Scan the listing below for the string "keeps" and copy each line where it turns up.

# RECORDS FOR THIS TASK:
──────────
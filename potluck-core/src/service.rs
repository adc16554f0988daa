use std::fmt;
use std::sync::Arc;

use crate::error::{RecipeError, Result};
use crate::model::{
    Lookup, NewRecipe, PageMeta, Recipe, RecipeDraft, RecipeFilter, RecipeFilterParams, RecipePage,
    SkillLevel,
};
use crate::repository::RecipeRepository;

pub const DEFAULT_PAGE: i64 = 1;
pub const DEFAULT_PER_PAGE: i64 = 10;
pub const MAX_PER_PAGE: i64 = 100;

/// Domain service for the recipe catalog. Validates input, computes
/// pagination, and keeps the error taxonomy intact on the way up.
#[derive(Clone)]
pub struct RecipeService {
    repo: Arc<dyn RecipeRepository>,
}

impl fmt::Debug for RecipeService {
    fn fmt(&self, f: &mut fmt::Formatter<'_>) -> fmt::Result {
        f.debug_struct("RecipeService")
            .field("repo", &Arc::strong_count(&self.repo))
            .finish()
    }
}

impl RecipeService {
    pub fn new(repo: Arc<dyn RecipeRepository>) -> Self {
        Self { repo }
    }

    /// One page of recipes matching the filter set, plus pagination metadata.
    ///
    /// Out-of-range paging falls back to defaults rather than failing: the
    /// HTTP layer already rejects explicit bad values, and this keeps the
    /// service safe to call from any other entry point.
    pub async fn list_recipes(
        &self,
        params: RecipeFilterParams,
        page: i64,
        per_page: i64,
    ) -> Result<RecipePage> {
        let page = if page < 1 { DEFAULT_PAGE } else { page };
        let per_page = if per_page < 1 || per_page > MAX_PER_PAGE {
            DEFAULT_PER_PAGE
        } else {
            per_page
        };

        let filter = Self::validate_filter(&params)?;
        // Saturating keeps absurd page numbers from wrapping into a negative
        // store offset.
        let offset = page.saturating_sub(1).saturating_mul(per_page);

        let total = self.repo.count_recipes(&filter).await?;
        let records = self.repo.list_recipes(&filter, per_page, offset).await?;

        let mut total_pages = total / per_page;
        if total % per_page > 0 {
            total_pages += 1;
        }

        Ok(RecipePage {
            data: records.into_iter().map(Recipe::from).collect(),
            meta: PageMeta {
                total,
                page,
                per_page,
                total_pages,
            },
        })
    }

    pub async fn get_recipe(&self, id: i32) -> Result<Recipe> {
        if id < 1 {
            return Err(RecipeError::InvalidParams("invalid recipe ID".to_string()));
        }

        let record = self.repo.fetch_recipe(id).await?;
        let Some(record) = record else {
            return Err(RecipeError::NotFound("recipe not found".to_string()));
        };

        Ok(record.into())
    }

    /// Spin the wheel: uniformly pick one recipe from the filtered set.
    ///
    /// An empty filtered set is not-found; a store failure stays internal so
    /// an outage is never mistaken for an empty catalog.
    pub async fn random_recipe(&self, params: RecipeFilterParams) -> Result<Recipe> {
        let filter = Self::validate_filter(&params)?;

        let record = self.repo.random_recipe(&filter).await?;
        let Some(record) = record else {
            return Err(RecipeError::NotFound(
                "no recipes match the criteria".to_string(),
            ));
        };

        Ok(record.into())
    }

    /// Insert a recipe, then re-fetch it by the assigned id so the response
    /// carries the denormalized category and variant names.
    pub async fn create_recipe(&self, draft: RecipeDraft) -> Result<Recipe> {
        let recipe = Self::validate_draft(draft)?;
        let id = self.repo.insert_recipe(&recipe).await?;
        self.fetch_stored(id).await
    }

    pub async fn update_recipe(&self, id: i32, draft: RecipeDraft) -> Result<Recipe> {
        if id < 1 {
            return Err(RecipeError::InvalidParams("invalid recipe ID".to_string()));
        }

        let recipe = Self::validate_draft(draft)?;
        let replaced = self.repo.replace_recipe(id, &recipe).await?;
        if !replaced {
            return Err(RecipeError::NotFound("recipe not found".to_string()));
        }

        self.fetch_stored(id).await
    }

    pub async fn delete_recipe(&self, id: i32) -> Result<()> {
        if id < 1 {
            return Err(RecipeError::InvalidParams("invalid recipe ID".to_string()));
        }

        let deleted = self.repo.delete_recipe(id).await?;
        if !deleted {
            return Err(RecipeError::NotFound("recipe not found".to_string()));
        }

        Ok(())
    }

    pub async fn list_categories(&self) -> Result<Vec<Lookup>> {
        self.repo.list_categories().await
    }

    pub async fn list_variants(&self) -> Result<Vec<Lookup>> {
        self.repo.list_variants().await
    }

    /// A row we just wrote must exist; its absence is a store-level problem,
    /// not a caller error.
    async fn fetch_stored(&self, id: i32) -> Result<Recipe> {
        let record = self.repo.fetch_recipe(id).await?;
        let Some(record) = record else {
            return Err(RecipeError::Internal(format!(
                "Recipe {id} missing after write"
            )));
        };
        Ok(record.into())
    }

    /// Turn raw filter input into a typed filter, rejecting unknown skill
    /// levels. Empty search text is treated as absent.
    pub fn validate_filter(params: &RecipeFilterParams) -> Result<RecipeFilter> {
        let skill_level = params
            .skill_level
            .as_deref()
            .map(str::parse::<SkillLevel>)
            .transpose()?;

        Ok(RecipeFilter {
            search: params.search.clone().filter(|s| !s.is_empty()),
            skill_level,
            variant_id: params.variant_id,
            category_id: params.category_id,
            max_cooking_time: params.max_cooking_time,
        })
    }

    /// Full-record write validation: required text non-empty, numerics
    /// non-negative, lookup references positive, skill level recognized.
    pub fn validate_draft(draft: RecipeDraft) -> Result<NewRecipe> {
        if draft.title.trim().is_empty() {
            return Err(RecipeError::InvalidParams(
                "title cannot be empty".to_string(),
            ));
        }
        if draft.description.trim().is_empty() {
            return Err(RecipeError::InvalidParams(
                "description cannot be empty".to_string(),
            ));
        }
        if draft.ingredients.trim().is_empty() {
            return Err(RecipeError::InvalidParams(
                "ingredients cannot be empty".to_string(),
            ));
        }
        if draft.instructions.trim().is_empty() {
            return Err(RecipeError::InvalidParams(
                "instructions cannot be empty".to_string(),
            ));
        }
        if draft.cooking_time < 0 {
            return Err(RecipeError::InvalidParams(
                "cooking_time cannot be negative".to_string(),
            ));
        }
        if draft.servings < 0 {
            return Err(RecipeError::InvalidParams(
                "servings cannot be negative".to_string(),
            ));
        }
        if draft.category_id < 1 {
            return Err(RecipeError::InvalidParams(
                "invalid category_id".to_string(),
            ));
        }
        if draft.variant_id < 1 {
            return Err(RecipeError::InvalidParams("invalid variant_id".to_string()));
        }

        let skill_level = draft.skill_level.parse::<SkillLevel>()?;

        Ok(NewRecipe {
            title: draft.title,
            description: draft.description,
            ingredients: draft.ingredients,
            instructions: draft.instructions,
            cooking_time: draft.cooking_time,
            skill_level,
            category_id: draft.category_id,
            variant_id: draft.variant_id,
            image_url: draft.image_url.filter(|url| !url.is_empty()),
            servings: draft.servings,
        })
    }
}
──────────
# RESPONSE TO THIS TASK:
/// pagination, and keeps the error taxonomy intact on the way up.
    /// HTTP layer already rejects explicit bad values, and this keeps the
        // Saturating keeps absurd page numbers from wrapping into a negative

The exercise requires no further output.